Extracted records
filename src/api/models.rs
use serde::{Deserialize, Serialize};

use crate::database::{MatchWithNames, Player, RatingHistoryRow};
use crate::domain::stats::{HeadToHeadRecord, PlayerStatistics};
use crate::domain::{parse_sets, SetScore};

#[derive(Serialize)]
#[serde(rename_all = "camelCase")]
pub struct PlayerItem {
    pub id: i64,
    pub name: String,
    pub current_elo: f64,
    pub games_played: i32,
    pub wins: i32,
    pub losses: i32,
    pub created_at: Option<String>,
}

impl From<Player> for PlayerItem {
    fn from(player: Player) -> Self {
        Self {
            id: player.id,
            name: player.name,
            current_elo: player.current_elo,
            games_played: player.games_played,
            wins: player.wins,
            losses: player.losses,
            created_at: player.created_at.map(|t| t.to_string()),
        }
    }
}

#[derive(Serialize)]
#[serde(rename_all = "camelCase")]
pub struct LeaderboardEntry {
    pub rank: usize,
    #[serde(flatten)]
    pub player: PlayerItem,
}

#[derive(Serialize)]
#[serde(rename_all = "camelCase")]
pub struct LeaderboardResponse {
    pub players: Vec<LeaderboardEntry>,
}

#[derive(Deserialize)]
#[serde(rename_all = "camelCase")]
pub struct NewPlayerRequest {
    pub name: String,
}

#[derive(Serialize)]
#[serde(rename_all = "camelCase")]
pub struct MatchItem {
    pub id: i64,
    pub player1_id: i64,
    pub player1_name: String,
    pub player2_id: i64,
    pub player2_name: String,
    pub winner_id: i64,
    pub winner_name: String,
    pub sets: Vec<SetScore>,
    pub player1_elo_before: f64,
    pub player2_elo_before: f64,
    pub player1_elo_after: f64,
    pub player2_elo_after: f64,
    pub elo_change: f64,
    pub played_at: String,
}

impl From<MatchWithNames> for MatchItem {
    fn from(row: MatchWithNames) -> Self {
        let m = row.match_row;
        Self {
            id: m.id,
            player1_id: m.player1_id,
            player1_name: row.player1_name,
            player2_id: m.player2_id,
            player2_name: row.player2_name,
            winner_id: m.winner_id,
            winner_name: row.winner_name,
            sets: parse_sets(m.sets.as_deref()),
            player1_elo_before: m.player1_elo_before,
            player2_elo_before: m.player2_elo_before,
            player1_elo_after: m.player1_elo_after,
            player2_elo_after: m.player2_elo_after,
            elo_change: m.elo_change,
            played_at: m.played_at.to_string(),
        }
    }
}

#[derive(Serialize)]
#[serde(rename_all = "camelCase")]
pub struct MatchListResponse {
    pub matches: Vec<MatchItem>,
    pub total: i64,
    pub limit: usize,
    pub offset: usize,
}

#[derive(Deserialize)]
#[serde(rename_all = "camelCase")]
pub struct NewMatchRequest {
    pub player1_id: i64,
    pub player2_id: i64,
    pub sets: Vec<SetScore>,
}

#[derive(Serialize)]
#[serde(rename_all = "camelCase")]
pub struct RatingHistoryPoint {
    pub match_id: i64,
    pub played_at: String,
    pub elo_before: f64,
    pub elo_after: f64,
    pub won: bool,
}

impl From<RatingHistoryRow> for RatingHistoryPoint {
    fn from(row: RatingHistoryRow) -> Self {
        Self {
            match_id: row.match_id,
            played_at: row.played_at.to_string(),
            elo_before: row.elo_before,
            elo_after: row.elo_after,
            won: row.won,
        }
    }
}

#[derive(Serialize)]
#[serde(rename_all = "camelCase")]
pub struct RatingHistoryResponse {
    pub player_id: i64,
    pub initial_rating: f64,
    pub points: Vec<RatingHistoryPoint>,
}

#[derive(Serialize)]
#[serde(rename_all = "camelCase")]
pub struct HeadToHeadItem {
    pub opponent_id: i64,
    pub opponent_name: String,
    pub total_matches: usize,
    pub wins: usize,
    pub losses: usize,
}

impl From<HeadToHeadRecord> for HeadToHeadItem {
    fn from(record: HeadToHeadRecord) -> Self {
        Self {
            opponent_id: record.opponent_id,
            opponent_name: record.opponent_name,
            total_matches: record.total_matches,
            wins: record.wins,
            losses: record.losses,
        }
    }
}

#[derive(Serialize)]
#[serde(rename_all = "camelCase")]
pub struct PlayerStatsResponse {
    pub player_id: i64,
    pub biggest_gain: f64,
    pub biggest_loss: f64,
    pub current_streak: usize,
    pub streak_type: Option<String>,
    pub head_to_head: Vec<HeadToHeadItem>,
}

impl PlayerStatsResponse {
    pub fn new(player_id: i64, stats: PlayerStatistics) -> Self {
        Self {
            player_id,
            biggest_gain: stats.biggest_gain,
            biggest_loss: stats.biggest_loss,
            current_streak: stats.current_streak,
            streak_type: stats.streak_kind.map(|kind| kind.as_str().to_string()),
            head_to_head: stats.head_to_head.into_iter().map(HeadToHeadItem::from).collect(),
        }
    }
}

#[derive(Serialize)]
#[serde(rename_all = "camelCase")]
pub struct RecalculateResponse {
    pub matches_replayed: usize,
}
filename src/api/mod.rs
pub mod handlers;
pub mod models;
pub mod routes;
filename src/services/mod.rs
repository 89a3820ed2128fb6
pub mod recalculation;
pub mod recording;
pub mod server;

ASSIGNMENT:
Set all the entries above down again exactly.

YOUR RESPONSE:
filename src/api/models.rs
use serde::{Deserialize, Serialize};

use crate::database::{MatchWithNames, Player, RatingHistoryRow};
use crate::domain::stats::{HeadToHeadRecord, PlayerStatistics};
use crate::domain::{parse_sets, SetScore};

#[derive(Serialize)]
#[serde(rename_all = "camelCase")]
pub struct PlayerItem {
    pub id: i64,
    pub name: String,
    pub current_elo: f64,
    pub games_played: i32,
    pub wins: i32,
    pub losses: i32,
    pub created_at: Option<String>,
}

impl From<Player> for PlayerItem {
    fn from(player: Player) -> Self {
        Self {
            id: player.id,
            name: player.name,
            current_elo: player.current_elo,
            games_played: player.games_played,
            wins: player.wins,
            losses: player.losses,
            created_at: player.created_at.map(|t| t.to_string()),
        }
    }
}

#[derive(Serialize)]
#[serde(rename_all = "camelCase")]
pub struct LeaderboardEntry {
    pub rank: usize,
    #[serde(flatten)]
    pub player: PlayerItem,
}

#[derive(Serialize)]
#[serde(rename_all = "camelCase")]
pub struct LeaderboardResponse {
    pub players: Vec<LeaderboardEntry>,
}

#[derive(Deserialize)]
#[serde(rename_all = "camelCase")]
pub struct NewPlayerRequest {
    pub name: String,
}

#[derive(Serialize)]
#[serde(rename_all = "camelCase")]
pub struct MatchItem {
    pub id: i64,
    pub player1_id: i64,
    pub player1_name: String,
    pub player2_id: i64,
    pub player2_name: String,
    pub winner_id: i64,
    pub winner_name: String,
    pub sets: Vec<SetScore>,
    pub player1_elo_before: f64,
    pub player2_elo_before: f64,
    pub player1_elo_after: f64,
    pub player2_elo_after: f64,
    pub elo_change: f64,
    pub played_at: String,
}

impl From<MatchWithNames> for MatchItem {
    fn from(row: MatchWithNames) -> Self {
        let m = row.match_row;
        Self {
            id: m.id,
            player1_id: m.player1_id,
            player1_name: row.player1_name,
            player2_id: m.player2_id,
            player2_name: row.player2_name,
            winner_id: m.winner_id,
            winner_name: row.winner_name,
            sets: parse_sets(m.sets.as_deref()),
            player1_elo_before: m.player1_elo_before,
            player2_elo_before: m.player2_elo_before,
            player1_elo_after: m.player1_elo_after,
            player2_elo_after: m.player2_elo_after,
            elo_change: m.elo_change,
            played_at: m.played_at.to_string(),
        }
    }
}

#[derive(Serialize)]
#[serde(rename_all = "camelCase")]
pub struct MatchListResponse {
    pub matches: Vec<MatchItem>,
    pub total: i64,
    pub limit: usize,
    pub offset: usize,
}

#[derive(Deserialize)]
#[serde(rename_all = "camelCase")]
pub struct NewMatchRequest {
    pub player1_id: i64,
    pub player2_id: i64,
    pub sets: Vec<SetScore>,
}

#[derive(Serialize)]
#[serde(rename_all = "camelCase")]
pub struct RatingHistoryPoint {
    pub match_id: i64,
    pub played_at: String,
    pub elo_before: f64,
    pub elo_after: f64,
    pub won: bool,
}

impl From<RatingHistoryRow> for RatingHistoryPoint {
    fn from(row: RatingHistoryRow) -> Self {
        Self {
            match_id: row.match_id,
            played_at: row.played_at.to_string(),
            elo_before: row.elo_before,
            elo_after: row.elo_after,
            won: row.won,
        }
    }
}

#[derive(Serialize)]
#[serde(rename_all = "camelCase")]
pub struct RatingHistoryResponse {
    pub player_id: i64,
    pub initial_rating: f64,
    pub points: Vec<RatingHistoryPoint>,
}

#[derive(Serialize)]
#[serde(rename_all = "camelCase")]
pub struct HeadToHeadItem {
    pub opponent_id: i64,
    pub opponent_name: String,
    pub total_matches: usize,
    pub wins: usize,
    pub losses: usize,
}

impl From<HeadToHeadRecord> for HeadToHeadItem {
    fn from(record: HeadToHeadRecord) -> Self {
        Self {
            opponent_id: record.opponent_id,
            opponent_name: record.opponent_name,
            total_matches: record.total_matches,
            wins: record.wins,
            losses: record.losses,
        }
    }
}

#[derive(Serialize)]
#[serde(rename_all = "camelCase")]
pub struct PlayerStatsResponse {
    pub player_id: i64,
    pub biggest_gain: f64,
    pub biggest_loss: f64,
    pub current_streak: usize,
    pub streak_type: Option<String>,
    pub head_to_head: Vec<HeadToHeadItem>,
}

impl PlayerStatsResponse {
    pub fn new(player_id: i64, stats: PlayerStatistics) -> Self {
        Self {
            player_id,
            biggest_gain: stats.biggest_gain,
            biggest_loss: stats.biggest_loss,
            current_streak: stats.current_streak,
            streak_type: stats.streak_kind.map(|kind| kind.as_str().to_string()),
            head_to_head: stats.head_to_head.into_iter().map(HeadToHeadItem::from).collect(),
        }
    }
}

#[derive(Serialize)]
#[serde(rename_all = "camelCase")]
pub struct RecalculateResponse {
    pub matches_replayed: usize,
}
filename src/api/mod.rs
pub mod handlers;
pub mod models;
pub mod routes;
filename src/services/mod.rs
repository 89a3820ed2128fb6
pub mod recalculation;
pub mod recording;
pub mod server;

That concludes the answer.